THE DATA:
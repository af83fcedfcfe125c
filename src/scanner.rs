//! Directory scanning and lightweight content extraction.
//!
//! The scanner turns a source directory into an ordered list of
//! [`FileRecord`]s. It never moves or filters by policy; size ceilings and
//! exclusion rules belong to the planner.

use crate::config::ScanSettings;
use crate::error::{OrganizeError, OrganizeResult};
use std::collections::HashSet;
use std::fs::{self, File};
use std::io::Read;
use std::path::{Path, PathBuf};
use walkdir::WalkDir;

/// Multi-part suffixes treated as a single extension.
const COMPOUND_EXTENSIONS: &[&str] = &[".tar.gz", ".tar.bz2", ".tar.xz"];

const PDF_EXTENSION: &str = ".pdf";

/// Bytes read from the head of a file for MIME sniffing.
const SNIFF_LEN: u64 = 8192;

/// One scanned file.
#[derive(Debug, Clone, PartialEq, Eq)]
pub struct FileRecord {
    /// Absolute path of the file.
    pub path: PathBuf,
    /// File name component.
    pub name: String,
    /// Lowercased extension with leading dot, empty if none.
    pub extension: String,
    /// Size in bytes.
    pub size_bytes: u64,
    /// MIME type sniffed from content, if recognized.
    pub mime_type: Option<String>,
    /// Leading text of the file, capped at the configured length.
    pub text_snippet: Option<String>,
    /// Text extraction was attempted and failed.
    pub text_extraction_failed: bool,
}

impl FileRecord {
    /// Builds a record from a path without touching the filesystem.
    pub fn from_path(path: impl Into<PathBuf>, size_bytes: u64) -> Self {
        let path = path.into();
        let name = path
            .file_name()
            .map(|n| n.to_string_lossy().to_string())
            .unwrap_or_default();
        let extension = extension_of(&name);
        Self {
            path,
            name,
            extension,
            size_bytes,
            mime_type: None,
            text_snippet: None,
            text_extraction_failed: false,
        }
    }

    /// Attaches a text snippet.
    pub fn with_text(mut self, text: impl Into<String>) -> Self {
        self.text_snippet = Some(text.into());
        self
    }

    /// Returns the snippet if it holds any non-whitespace text.
    pub fn text(&self) -> Option<&str> {
        self.text_snippet
            .as_deref()
            .filter(|text| !text.trim().is_empty())
    }

    /// Returns the file name without its (possibly compound) extension.
    pub fn stem(&self) -> &str {
        split_name(&self.name, &self.extension).0
    }
}

/// Returns the lowercased extension of a file name, compound-aware.
///
/// Names with no dot, or whose only dot is leading (`.bashrc`), have no
/// extension.
pub fn extension_of(name: &str) -> String {
    let lower = name.to_lowercase();
    for compound in COMPOUND_EXTENSIONS {
        if lower.len() > compound.len() && lower.ends_with(compound) {
            return compound.to_string();
        }
    }
    match lower.rfind('.') {
        Some(i) if i > 0 => lower[i..].to_string(),
        _ => String::new(),
    }
}

/// Splits a file name into stem and suffix using a known extension.
pub fn split_name<'a>(name: &'a str, extension: &str) -> (&'a str, &'a str) {
    let cut = name.len().saturating_sub(extension.len());
    if !extension.is_empty()
        && cut > 0
        && name.is_char_boundary(cut)
        && name[cut..].eq_ignore_ascii_case(extension)
    {
        (&name[..cut], &name[cut..])
    } else {
        (name, "")
    }
}

/// Walks a source directory and produces file records.
pub struct Scanner {
    max_content_chars: usize,
    text_extensions: HashSet<String>,
    prune: Vec<PathBuf>,
}

impl Scanner {
    pub fn new(settings: &ScanSettings) -> Self {
        Self {
            max_content_chars: settings.max_content_chars,
            text_extensions: settings
                .text_extensions
                .iter()
                .map(|e| crate::file_category::normalize_extension(e))
                .collect(),
            prune: Vec::new(),
        }
    }

    /// Skips a directory subtree, typically the output root.
    pub fn prune(mut self, dir: impl Into<PathBuf>) -> Self {
        self.prune.push(dir.into());
        self
    }

    /// Scans `root`, descending into subdirectories when `recursive`.
    ///
    /// Records come back sorted by path within each directory, so repeated
    /// scans of an unchanged tree yield the same order.
    ///
    /// # Errors
    ///
    /// Returns `SourceUnreadable` if `root` is missing, not a directory, or
    /// cannot be listed. Individual unreadable entries are skipped.
    pub fn scan(&self, root: &Path, recursive: bool) -> OrganizeResult<Vec<FileRecord>> {
        let metadata = fs::metadata(root).map_err(|e| OrganizeError::SourceUnreadable {
            path: root.to_path_buf(),
            source: e,
        })?;
        if !metadata.is_dir() {
            return Err(OrganizeError::SourceUnreadable {
                path: root.to_path_buf(),
                source: std::io::Error::new(std::io::ErrorKind::InvalidInput, "not a directory"),
            });
        }
        fs::read_dir(root).map_err(|e| OrganizeError::SourceUnreadable {
            path: root.to_path_buf(),
            source: e,
        })?;

        let mut walker = WalkDir::new(root).min_depth(1).sort_by_file_name();
        if !recursive {
            walker = walker.max_depth(1);
        }

        let mut records = Vec::new();
        let entries = walker
            .into_iter()
            .filter_entry(|entry| !self.prune.iter().any(|p| entry.path() == p.as_path()));
        for entry in entries {
            let entry = match entry {
                Ok(entry) => entry,
                Err(e) => {
                    log::warn!("Skipping unreadable entry: {}", e);
                    continue;
                }
            };
            if !entry.file_type().is_file() {
                continue;
            }
            match self.read_record(entry.path()) {
                Ok(record) => records.push(record),
                Err(e) => log::warn!("Skipping {}: {}", entry.path().display(), e),
            }
        }

        log::debug!("Scanned {} files under {}", records.len(), root.display());
        Ok(records)
    }

    fn read_record(&self, path: &Path) -> std::io::Result<FileRecord> {
        let metadata = fs::metadata(path)?;
        let mut record = FileRecord::from_path(path, metadata.len());
        record.mime_type = sniff_mime(path);

        let text = if self.text_extensions.contains(&record.extension) {
            Some(self.read_text(path))
        } else if record.extension == PDF_EXTENSION {
            Some(self.read_pdf_text(path))
        } else {
            None
        };

        if let Some(text) = text {
            match text {
                Ok(text) => {
                    let text = text.trim();
                    if !text.is_empty() {
                        record.text_snippet = Some(text.to_string());
                    }
                }
                Err(e) => {
                    log::debug!("Text extraction failed for {}: {}", path.display(), e);
                    record.text_extraction_failed = true;
                }
            }
        }

        Ok(record)
    }

    fn read_pdf_text(&self, path: &Path) -> std::io::Result<String> {
        // malformed documents can panic inside the parser
        let extracted = std::panic::catch_unwind(|| pdf_extract::extract_text(path))
            .map_err(|_| std::io::Error::other("PDF parser panicked"))?
            .map_err(|e| std::io::Error::other(e.to_string()))?;
        Ok(extracted.chars().take(self.max_content_chars).collect())
    }

    fn read_text(&self, path: &Path) -> std::io::Result<String> {
        // a char is at most 4 bytes in UTF-8
        let limit = (self.max_content_chars as u64).saturating_mul(4);
        let mut buf = Vec::new();
        File::open(path)?.take(limit).read_to_end(&mut buf)?;
        Ok(String::from_utf8_lossy(&buf)
            .chars()
            .take(self.max_content_chars)
            .collect())
    }
}

fn sniff_mime(path: &Path) -> Option<String> {
    let mut head = Vec::new();
    File::open(path)
        .and_then(|f| f.take(SNIFF_LEN).read_to_end(&mut head))
        .ok()?;
    infer::get(&head).map(|kind| kind.mime_type().to_string())
}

EXERCISE OBJECTIVE: The answer must contain every line of the material, unchanged.

RESULT:
repository af83fcedfcfe125c
filename src/scanner.rs
//! Directory scanning and lightweight content extraction.
//!
//! The scanner turns a source directory into an ordered list of
//! [`FileRecord`]s. It never moves or filters by policy; size ceilings and
//! exclusion rules belong to the planner.

use crate::config::ScanSettings;
use crate::error::{OrganizeError, OrganizeResult};
use std::collections::HashSet;
use std::fs::{self, File};
use std::io::Read;
use std::path::{Path, PathBuf};
use walkdir::WalkDir;

/// Multi-part suffixes treated as a single extension.
const COMPOUND_EXTENSIONS: &[&str] = &[".tar.gz", ".tar.bz2", ".tar.xz"];

const PDF_EXTENSION: &str = ".pdf";

/// Bytes read from the head of a file for MIME sniffing.
const SNIFF_LEN: u64 = 8192;

/// One scanned file.
#[derive(Debug, Clone, PartialEq, Eq)]
pub struct FileRecord {
    /// Absolute path of the file.
    pub path: PathBuf,
    /// File name component.
    pub name: String,
    /// Lowercased extension with leading dot, empty if none.
    pub extension: String,
    /// Size in bytes.
    pub size_bytes: u64,
    /// MIME type sniffed from content, if recognized.
    pub mime_type: Option<String>,
    /// Leading text of the file, capped at the configured length.
    pub text_snippet: Option<String>,
    /// Text extraction was attempted and failed.
    pub text_extraction_failed: bool,
}

impl FileRecord {
    /// Builds a record from a path without touching the filesystem.
    pub fn from_path(path: impl Into<PathBuf>, size_bytes: u64) -> Self {
        let path = path.into();
        let name = path
            .file_name()
            .map(|n| n.to_string_lossy().to_string())
            .unwrap_or_default();
        let extension = extension_of(&name);
        Self {
            path,
            name,
            extension,
            size_bytes,
            mime_type: None,
            text_snippet: None,
            text_extraction_failed: false,
        }
    }

    /// Attaches a text snippet.
    pub fn with_text(mut self, text: impl Into<String>) -> Self {
        self.text_snippet = Some(text.into());
        self
    }

    /// Returns the snippet if it holds any non-whitespace text.
    pub fn text(&self) -> Option<&str> {
        self.text_snippet
            .as_deref()
            .filter(|text| !text.trim().is_empty())
    }

    /// Returns the file name without its (possibly compound) extension.
    pub fn stem(&self) -> &str {
        split_name(&self.name, &self.extension).0
    }
}

/// Returns the lowercased extension of a file name, compound-aware.
///
/// Names with no dot, or whose only dot is leading (`.bashrc`), have no
/// extension.
pub fn extension_of(name: &str) -> String {
    let lower = name.to_lowercase();
    for compound in COMPOUND_EXTENSIONS {
        if lower.len() > compound.len() && lower.ends_with(compound) {
            return compound.to_string();
        }
    }
    match lower.rfind('.') {
        Some(i) if i > 0 => lower[i..].to_string(),
        _ => String::new(),
    }
}

/// Splits a file name into stem and suffix using a known extension.
pub fn split_name<'a>(name: &'a str, extension: &str) -> (&'a str, &'a str) {
    let cut = name.len().saturating_sub(extension.len());
    if !extension.is_empty()
        && cut > 0
        && name.is_char_boundary(cut)
        && name[cut..].eq_ignore_ascii_case(extension)
    {
        (&name[..cut], &name[cut..])
    } else {
        (name, "")
    }
}

/// Walks a source directory and produces file records.
pub struct Scanner {
    max_content_chars: usize,
    text_extensions: HashSet<String>,
    prune: Vec<PathBuf>,
}

impl Scanner {
    pub fn new(settings: &ScanSettings) -> Self {
        Self {
            max_content_chars: settings.max_content_chars,
            text_extensions: settings
                .text_extensions
                .iter()
                .map(|e| crate::file_category::normalize_extension(e))
                .collect(),
            prune: Vec::new(),
        }
    }

    /// Skips a directory subtree, typically the output root.
    pub fn prune(mut self, dir: impl Into<PathBuf>) -> Self {
        self.prune.push(dir.into());
        self
    }

    /// Scans `root`, descending into subdirectories when `recursive`.
    ///
    /// Records come back sorted by path within each directory, so repeated
    /// scans of an unchanged tree yield the same order.
    ///
    /// # Errors
    ///
    /// Returns `SourceUnreadable` if `root` is missing, not a directory, or
    /// cannot be listed. Individual unreadable entries are skipped.
    pub fn scan(&self, root: &Path, recursive: bool) -> OrganizeResult<Vec<FileRecord>> {
        let metadata = fs::metadata(root).map_err(|e| OrganizeError::SourceUnreadable {
            path: root.to_path_buf(),
            source: e,
        })?;
        if !metadata.is_dir() {
            return Err(OrganizeError::SourceUnreadable {
                path: root.to_path_buf(),
                source: std::io::Error::new(std::io::ErrorKind::InvalidInput, "not a directory"),
            });
        }
        fs::read_dir(root).map_err(|e| OrganizeError::SourceUnreadable {
            path: root.to_path_buf(),
            source: e,
        })?;

        let mut walker = WalkDir::new(root).min_depth(1).sort_by_file_name();
        if !recursive {
            walker = walker.max_depth(1);
        }

        let mut records = Vec::new();
        let entries = walker
            .into_iter()
            .filter_entry(|entry| !self.prune.iter().any(|p| entry.path() == p.as_path()));
        for entry in entries {
            let entry = match entry {
                Ok(entry) => entry,
                Err(e) => {
                    log::warn!("Skipping unreadable entry: {}", e);
                    continue;
                }
            };
            if !entry.file_type().is_file() {
                continue;
            }
            match self.read_record(entry.path()) {
                Ok(record) => records.push(record),
                Err(e) => log::warn!("Skipping {}: {}", entry.path().display(), e),
            }
        }

        log::debug!("Scanned {} files under {}", records.len(), root.display());
        Ok(records)
    }

    fn read_record(&self, path: &Path) -> std::io::Result<FileRecord> {
        let metadata = fs::metadata(path)?;
        let mut record = FileRecord::from_path(path, metadata.len());
        record.mime_type = sniff_mime(path);

        let text = if self.text_extensions.contains(&record.extension) {
            Some(self.read_text(path))
        } else if record.extension == PDF_EXTENSION {
            Some(self.read_pdf_text(path))
        } else {
            None
        };

        if let Some(text) = text {
            match text {
                Ok(text) => {
                    let text = text.trim();
                    if !text.is_empty() {
                        record.text_snippet = Some(text.to_string());
                    }
                }
                Err(e) => {
                    log::debug!("Text extraction failed for {}: {}", path.display(), e);
                    record.text_extraction_failed = true;
                }
            }
        }

        Ok(record)
    }

    fn read_pdf_text(&self, path: &Path) -> std::io::Result<String> {
        // malformed documents can panic inside the parser
        let extracted = std::panic::catch_unwind(|| pdf_extract::extract_text(path))
            .map_err(|_| std::io::Error::other("PDF parser panicked"))?
            .map_err(|e| std::io::Error::other(e.to_string()))?;
        Ok(extracted.chars().take(self.max_content_chars).collect())
    }

    fn read_text(&self, path: &Path) -> std::io::Result<String> {
        // a char is at most 4 bytes in UTF-8
        let limit = (self.max_content_chars as u64).saturating_mul(4);
        let mut buf = Vec::new();
        File::open(path)?.take(limit).read_to_end(&mut buf)?;
        Ok(String::from_utf8_lossy(&buf)
            .chars()
            .take(self.max_content_chars)
            .collect())
    }
}

fn sniff_mime(path: &Path) -> Option<String> {
    let mut head = Vec::new();
    File::open(path)
        .and_then(|f| f.take(SNIFF_LEN).read_to_end(&mut head))
        .ok()?;
    infer::get(&head).map(|kind| kind.mime_type().to_string())
}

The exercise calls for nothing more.